A friend and I are having an ongoing discussion regarding the question of whether or not when you ask Christ to be your Lord and Savior, whether you are "always saved" from that point onward. I am not a theologian or biblical scholar, but by searching the scriptures, this is what I come up with.
Once you ask the Holy Spirit in your heart, I don't see how you could ever reject Him, but if you look to the scriptures, you can see several examples showing that you could. These have been provided by my pastor:
[We can define] sin as "a willful transgression against a known law of God." With that definition we wouldn't call every time we fall short of the glory of God a sin. There are misjudgments, errors we make, that definitely fall short of the glory of God, but it's not willful rebellion against God. Sin would be those things where we know what God wants and we willfully choose not to do it, or willfully choose to do what He says not to do.With that understanding of sin, we leave intact free will, and with that we conclude, as much as it doesn't seem anyone would ever want to, there will be those that will choose to be involved in sin and thus choose to walk away from their salvation, the same way the prodigal son walked away from his father.
One of the very strong passages of Scripture that shows a person can decide to walk away from Christ is II Peter 2:20-22. It states, "If they have escaped the corruption of the world by knowing our Lord and Savior Jesus Christ (that sounds like a "saved" person to me) and are again entangled in it and overcome, they are worse off at the end than they were at the beginning. It would have been better for them not to have known the way of righteousness, than to have known it and then to turn their backs on the sacred command that was passed on to them. Of them the proverbs are true: "A dog returns to its vomit," and " A sow that is washed goes back to her wallowing in the mud."
That brings us to the question of Charles Templeton, who was once a bigger evangelist than Billy Graham. (You'll see how this all ties in in a minute.) He rejected Christianity outright and wrote a book called "Farewell to God" which is sold by many humanist and atheistic organizations. In it, Templeton writes:
Why does God's grand design require creatures with teeth designed to crush spines or rend flesh, claws fashioned to seize and tear, venom to paralyze, mouths to suck blood, coils to constrict and smother - even expandable jaws so that prey may be swallowed whole and alive? & Nature is in Tennyson's vivid phrase, "red in tooth and claw," and life is a carnival of blood.
Templeton then concludes:
How could a loving and omnipotent God create such horrors as we have been contemplating?
Templeton misses the whole foundational message in Genesis, wherein we are told God made a perfect world, but now it is cursed and marred by sin, whereby death is the consequence.

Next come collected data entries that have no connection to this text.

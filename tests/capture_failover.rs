use screenwatch::capture::{CaptureError, CaptureManager, CaptureResult, ScreenGrabber};
use screenwatch::image::{Frame, Rect};
use std::sync::{Arc, Mutex};

/// Fails unless it is the fallback backend.
struct Flaky {
    name: String,
    released: Arc<Mutex<Vec<String>>>,
}

impl ScreenGrabber for Flaky {
    fn name(&self) -> &str {
        &self.name
    }

    fn grab(&mut self, region: Option<Rect>) -> CaptureResult<Frame> {
        if self.name != "universal" {
            return Err(CaptureError::Grab("device lost".to_string()));
        }
        let rect = region.unwrap_or(Rect::new(0, 0, 8, 8));
        let (w, h) = (rect.width as usize, rect.height as usize);
        Frame::new(vec![0; w * h * 3], w, h).map_err(|err| CaptureError::Grab(err.to_string()))
    }

    fn release(&mut self) {
        self.released.lock().unwrap().push(self.name.clone());
    }
}

fn manager(method: &str) -> (CaptureManager, Arc<Mutex<Vec<String>>>) {
    let released = Arc::new(Mutex::new(Vec::new()));
    let log = Arc::clone(&released);
    let manager = CaptureManager::new(
        method,
        Box::new(move |name: &str| match name {
            "monitor" | "universal" => Ok(Box::new(Flaky {
                name: name.to_string(),
                released: Arc::clone(&log),
            }) as Box<dyn ScreenGrabber>),
            other => Err(CaptureError::UnknownBackend(other.to_string())),
        }),
    );
    (manager, released)
}

#[test]
fn five_failures_switch_to_universal() {
    let (capture, released) = manager("monitor");
    for attempt in 1..5 {
        assert!(capture.capture_frame(None).is_none());
        assert_eq!(capture.consecutive_failures(), attempt);
        assert_eq!(capture.method(), "monitor");
    }
    assert!(capture.capture_frame(None).is_none());
    assert_eq!(capture.method(), "universal");
    assert_eq!(capture.consecutive_failures(), 0);
    assert_eq!(released.lock().unwrap().as_slice(), ["monitor".to_string()]);

    let frame = capture.capture_frame(Some(Rect::new(0, 0, 16, 9))).unwrap();
    assert_eq!((frame.width(), frame.height()), (16, 9));
}

#[test]
fn unknown_backend_falls_back_on_select() {
    let (capture, _) = manager("monitor");
    assert!(capture.select("dxgi").is_err());
    assert_eq!(capture.method(), "universal");
    assert!(capture.capture_frame(None).is_some());
}

#[test]
fn select_releases_previous_backend() {
    let (capture, released) = manager("universal");
    assert!(capture.capture_frame(None).is_some());
    capture.select("monitor").unwrap();
    assert_eq!(capture.method(), "monitor");
    assert_eq!(released.lock().unwrap().as_slice(), ["universal".to_string()]);
}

The Bible tells us that everything, even the ground, was cursed, and that the plants grew thorns! So rather than blaming ourselves for our original sin, Templeton blames God, when he is not to blame.
Templeton was attending Princeton and was swayed by millions of years mentality and eventually lost his religion outright. So was he ever "saved" at all? How many people will not see salvation because of his teachings? And just how important is the issue of Genesis? Well, let's take a look at one more quote to drive the point home. In a letter to Billy Graham, he wrote:
But, Billy, it's simply not possible any longer to believe, for instance, the biblical account of creation. The world wasn't created over a period of days a few thousand years ago; it has evolved over millions of years. It's not a matter of speculation; it's demonstrable fact.
And the door to Biblical inaccuracy was opened, and eventually, over a period of millions of seconds, Charles Templeton, like Charles Darwin, Ted Turner and countless others, abandoned their Christianity on the basis of first abandoning the foundation it rests upon.